Glossary
Carb Cycling
Updated February 28, 2026
Carb Cycling places carbohydrate load around demands while preserving weekly energy alignment.
Decision tree for day selection
Use the same template each week and adapt only from objective signs.
| Signal | Decision | Carb direction |
|---|---|---|
| Hard session in next 24 hours | preserve session quality | higher |
| Light day or low readiness | reduce non-essential glycogen load | moderate |
| Recovery stress, poor sleep | avoid aggressive load | lower |
| Adherence drift | protect plan realism first | simplify, then scale up |
Weekly patterns
3:4 high-low structure
| Day block | Target profile |
|---|---|
| 3 training days | higher carb |
| 4 low activity days | moderate to low carb |
Use nutrient timing for pre-post session fuel and keep protein stable.
4:3 performance structure
| Day block | Target profile |
|---|---|
| 4 hard days | higher carb with stronger post session support |
| 3 recovery days | controlled carb with extra micronutrients |
Use this when recovery markers stay solid and training volume is high.
5:2 threshold structure
| Day block | Target profile |
|---|---|
| 5 normal training days | mixed carb profile |
| 2 rest or low-load days | lower carb with moderate fat |
Use this for maintenance-like blocks where adherence stress is low.

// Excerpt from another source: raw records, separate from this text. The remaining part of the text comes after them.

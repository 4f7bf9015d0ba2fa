//! Backend configuration discovery
//!
//! Finds the nearest project-scoped `.gg/config.json` and decodes it into
//! the backend-availability record the primers report. Hooks may be invoked
//! from a subdirectory of the project, or from a directory unrelated to it
//! depending on what the host reports as "current directory", so the search
//! is both upward-recursive and multi-rooted: every candidate root's full
//! ancestor chain is probed, in priority order, until a document parses.

#![allow(dead_code)]

use std::collections::HashSet;
use std::env;
use std::fs;
use std::iter;
use std::path::{Path, PathBuf};

/// Environment variable the host sets to name the project root
pub const PROJECT_DIR_ENV: &str = "CLAUDE_PROJECT_DIR";

/// Snapshot of the ambient state a hook invocation runs in.
///
/// Captured once at the binary edge and passed down, so the resolution
/// logic never reads process globals inline.
#[derive(Debug, Clone)]
pub struct HookContext {
    /// Working directory carried on the event payload, if any
    pub event_cwd: Option<String>,
    /// Project root named by `CLAUDE_PROJECT_DIR`, if set
    pub project_dir: Option<String>,
    /// The process's own working directory
    pub process_cwd: Option<PathBuf>,
}

impl HookContext {
    /// Capture the ambient environment for one invocation.
    pub fn capture(event_cwd: Option<String>) -> Self {
        Self {
            event_cwd,
            project_dir: env::var(PROJECT_DIR_ENV).ok(),
            process_cwd: env::current_dir().ok(),
        }
    }

    /// Build a context from explicit parts (used by tests and doctor).
    pub fn from_parts(event_cwd: Option<&str>, project_dir: Option<&str>, process_cwd: Option<&Path>) -> Self {
        Self {
            event_cwd: event_cwd.map(String::from),
            project_dir: project_dir.map(String::from),
            process_cwd: process_cwd.map(Path::to_path_buf),
        }
    }
}

/// Backend availability for the current project
#[derive(Debug, Clone, Copy, Default, PartialEq, Eq)]
pub struct BackendConfig {
    pub gemini: bool,
    pub codex: bool,
}

impl BackendConfig {
    /// Find and decode the nearest config document, if any.
    ///
    /// Unreadable and malformed candidates are skipped; the walk continues
    /// to the next ancestor or root.
    pub fn resolve(ctx: &HookContext) -> Option<Self> {
        Self::resolve_with_path(ctx).map(|(_, config)| config)
    }

    /// Like [`resolve`](Self::resolve), but reports which file won.
    pub fn resolve_with_path(ctx: &HookContext) -> Option<(PathBuf, Self)> {
        for path in config_candidates(ctx) {
            let Ok(raw) = fs::read_to_string(&path) else {
                continue;
            };
            let Ok(document) = serde_json::from_str::<serde_json::Value>(&raw) else {
                log::debug!("Skipping malformed config: {}", path.display());
                continue;
            };
            if let Some(config) = Self::decode(&document) {
                log::debug!("Resolved backend config: {}", path.display());
                return Some((path, config));
            }
        }
        None
    }

    /// Permissive decode: a missing `backends` key, missing flags, and
    /// non-boolean flags all read as `false`; unknown keys are ignored.
    /// Only a non-object top level disqualifies the document.
    pub fn decode(document: &serde_json::Value) -> Option<Self> {
        if !document.is_object() {
            return None;
        }
        let backends = document.get("backends");
        let flag = |name: &str| {
            backends
                .and_then(|b| b.get(name))
                .and_then(|v| v.as_bool())
                .unwrap_or(false)
        };
        Some(Self {
            gemini: flag("gemini"),
            codex: flag("codex"),
        })
    }

    /// Render the enabled backends, primary first: `Claude + Gemini + Codex`.
    pub fn render(&self) -> String {
        let mut parts = vec!["Claude"];
        if self.gemini {
            parts.push("Gemini");
        }
        if self.codex {
            parts.push("Codex");
        }
        parts.join(" + ")
    }
}

/// Candidate project roots in priority order: event cwd, env project dir,
/// process cwd. Absolute, deduplicated, first-seen wins. Blank candidates
/// are absent, never relative paths.
fn candidate_roots(ctx: &HookContext) -> Vec<PathBuf> {
    let mut roots = Vec::new();

    for candidate in [ctx.event_cwd.as_deref(), ctx.project_dir.as_deref()] {
        if let Some(dir) = candidate {
            let trimmed = dir.trim();
            if !trimmed.is_empty() {
                roots.push(absolutize(Path::new(trimmed), ctx.process_cwd.as_deref()));
            }
        }
    }

    if let Some(cwd) = &ctx.process_cwd {
        roots.push(cwd.clone());
    }

    let mut seen = HashSet::new();
    roots.into_iter().filter(|root| seen.insert(root.clone())).collect()
}

/// Normalize a candidate to an absolute path without touching the filesystem.
fn absolutize(path: &Path, process_cwd: Option<&Path>) -> PathBuf {
    if path.is_absolute() {
        path.to_path_buf()
    } else {
        match process_cwd {
            Some(cwd) => cwd.join(path),
            None => path.to_path_buf(),
        }
    }
}

/// Lazy sequence of `.gg/config.json` probe paths: each root's full
/// ancestor chain up to the filesystem root, in priority order. A directory
/// reachable from two roots is only probed once.
pub fn config_candidates(ctx: &HookContext) -> impl Iterator<Item = PathBuf> {
    let mut visited = HashSet::new();
    candidate_roots(ctx)
        .into_iter()
        .flat_map(|root| iter::successors(Some(root), |dir| dir.parent().map(Path::to_path_buf)))
        .filter(move |dir| visited.insert(dir.clone()))
        .map(|dir| dir.join(".gg").join("config.json"))
}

Failure patterns before drift
| Pattern | Why it happens | Fix |
|---|---|---|
| Frequent crash on low-carb days | underestimating training carryover | add 15 to 25 g around sessions |
| Rebound spikes on rest days | uncontrolled high-speed snacks | pre-portion post-dinner carbs |
| Schedule bypass on social days | rigid plan and poor preparation | add a flexible carb bracket for events |
| Logging gaps with no adjustment | hidden mismatch between plan and execution | reduce block complexity for 7 days |
Carb cycling works best when decisions come from training stress, recovery, and adherence logs rather than trend-chasing. For meal build support, pair with macro ratios and macro-friendly recipes.